● ABOUT THIS EXERCISE: Write out all the data again, exactly as it stands.

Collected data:
Content starts

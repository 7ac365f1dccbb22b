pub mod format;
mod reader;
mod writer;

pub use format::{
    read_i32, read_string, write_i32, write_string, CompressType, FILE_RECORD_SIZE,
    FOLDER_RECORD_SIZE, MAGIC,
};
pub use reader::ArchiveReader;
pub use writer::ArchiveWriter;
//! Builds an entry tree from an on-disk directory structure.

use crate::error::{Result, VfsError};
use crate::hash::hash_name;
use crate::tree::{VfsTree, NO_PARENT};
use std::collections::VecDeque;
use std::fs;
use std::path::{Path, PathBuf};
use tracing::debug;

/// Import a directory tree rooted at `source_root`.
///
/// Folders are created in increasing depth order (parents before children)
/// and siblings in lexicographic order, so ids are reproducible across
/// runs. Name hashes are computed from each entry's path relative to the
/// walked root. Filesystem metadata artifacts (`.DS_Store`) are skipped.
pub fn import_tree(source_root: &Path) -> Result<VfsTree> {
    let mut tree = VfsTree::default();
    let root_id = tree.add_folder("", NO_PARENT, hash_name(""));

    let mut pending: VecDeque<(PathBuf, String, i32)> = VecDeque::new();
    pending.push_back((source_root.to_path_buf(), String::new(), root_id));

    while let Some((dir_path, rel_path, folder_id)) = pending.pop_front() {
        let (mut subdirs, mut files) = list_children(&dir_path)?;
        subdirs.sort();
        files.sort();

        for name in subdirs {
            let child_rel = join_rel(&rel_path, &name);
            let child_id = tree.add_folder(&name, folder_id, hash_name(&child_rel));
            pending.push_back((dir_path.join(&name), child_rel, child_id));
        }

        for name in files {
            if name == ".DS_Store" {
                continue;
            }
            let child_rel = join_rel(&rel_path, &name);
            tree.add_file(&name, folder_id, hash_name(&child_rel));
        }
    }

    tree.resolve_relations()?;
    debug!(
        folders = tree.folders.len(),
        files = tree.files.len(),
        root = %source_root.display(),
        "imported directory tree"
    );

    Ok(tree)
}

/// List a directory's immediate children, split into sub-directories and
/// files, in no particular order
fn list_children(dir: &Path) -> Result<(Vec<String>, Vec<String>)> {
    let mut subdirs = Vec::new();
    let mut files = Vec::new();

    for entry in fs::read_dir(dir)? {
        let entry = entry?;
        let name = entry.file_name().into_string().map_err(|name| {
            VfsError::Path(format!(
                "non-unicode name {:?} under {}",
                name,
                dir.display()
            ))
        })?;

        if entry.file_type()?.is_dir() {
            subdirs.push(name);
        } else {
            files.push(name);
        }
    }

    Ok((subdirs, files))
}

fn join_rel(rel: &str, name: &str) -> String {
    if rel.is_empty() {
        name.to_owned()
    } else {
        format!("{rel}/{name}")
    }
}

Content ends

● YOUR RESPONSE:
repository 7ac365f1dccbb22b
pub mod format;
mod reader;
mod writer;

pub use format::{
    read_i32, read_string, write_i32, write_string, CompressType, FILE_RECORD_SIZE,
    FOLDER_RECORD_SIZE, MAGIC,
};
pub use reader::ArchiveReader;
pub use writer::ArchiveWriter;
//! Builds an entry tree from an on-disk directory structure.

use crate::error::{Result, VfsError};
use crate::hash::hash_name;
use crate::tree::{VfsTree, NO_PARENT};
use std::collections::VecDeque;
use std::fs;
use std::path::{Path, PathBuf};
use tracing::debug;

/// Import a directory tree rooted at `source_root`.
///
/// Folders are created in increasing depth order (parents before children)
/// and siblings in lexicographic order, so ids are reproducible across
/// runs. Name hashes are computed from each entry's path relative to the
/// walked root. Filesystem metadata artifacts (`.DS_Store`) are skipped.
pub fn import_tree(source_root: &Path) -> Result<VfsTree> {
    let mut tree = VfsTree::default();
    let root_id = tree.add_folder("", NO_PARENT, hash_name(""));

    let mut pending: VecDeque<(PathBuf, String, i32)> = VecDeque::new();
    pending.push_back((source_root.to_path_buf(), String::new(), root_id));

    while let Some((dir_path, rel_path, folder_id)) = pending.pop_front() {
        let (mut subdirs, mut files) = list_children(&dir_path)?;
        subdirs.sort();
        files.sort();

        for name in subdirs {
            let child_rel = join_rel(&rel_path, &name);
            let child_id = tree.add_folder(&name, folder_id, hash_name(&child_rel));
            pending.push_back((dir_path.join(&name), child_rel, child_id));
        }

        for name in files {
            if name == ".DS_Store" {
                continue;
            }
            let child_rel = join_rel(&rel_path, &name);
            tree.add_file(&name, folder_id, hash_name(&child_rel));
        }
    }

    tree.resolve_relations()?;
    debug!(
        folders = tree.folders.len(),
        files = tree.files.len(),
        root = %source_root.display(),
        "imported directory tree"
    );

    Ok(tree)
}

/// List a directory's immediate children, split into sub-directories and
/// files, in no particular order
fn list_children(dir: &Path) -> Result<(Vec<String>, Vec<String>)> {
    let mut subdirs = Vec::new();
    let mut files = Vec::new();

    for entry in fs::read_dir(dir)? {
        let entry = entry?;
        let name = entry.file_name().into_string().map_err(|name| {
            VfsError::Path(format!(
                "non-unicode name {:?} under {}",
                name,
                dir.display()
            ))
        })?;

        if entry.file_type()?.is_dir() {
            subdirs.push(name);
        } else {
            files.push(name);
        }
    }

    Ok((subdirs, files))
}

fn join_rel(rel: &str, name: &str) -> String {
    if rel.is_empty() {
        name.to_owned()
    } else {
        format!("{rel}/{name}")
    }
}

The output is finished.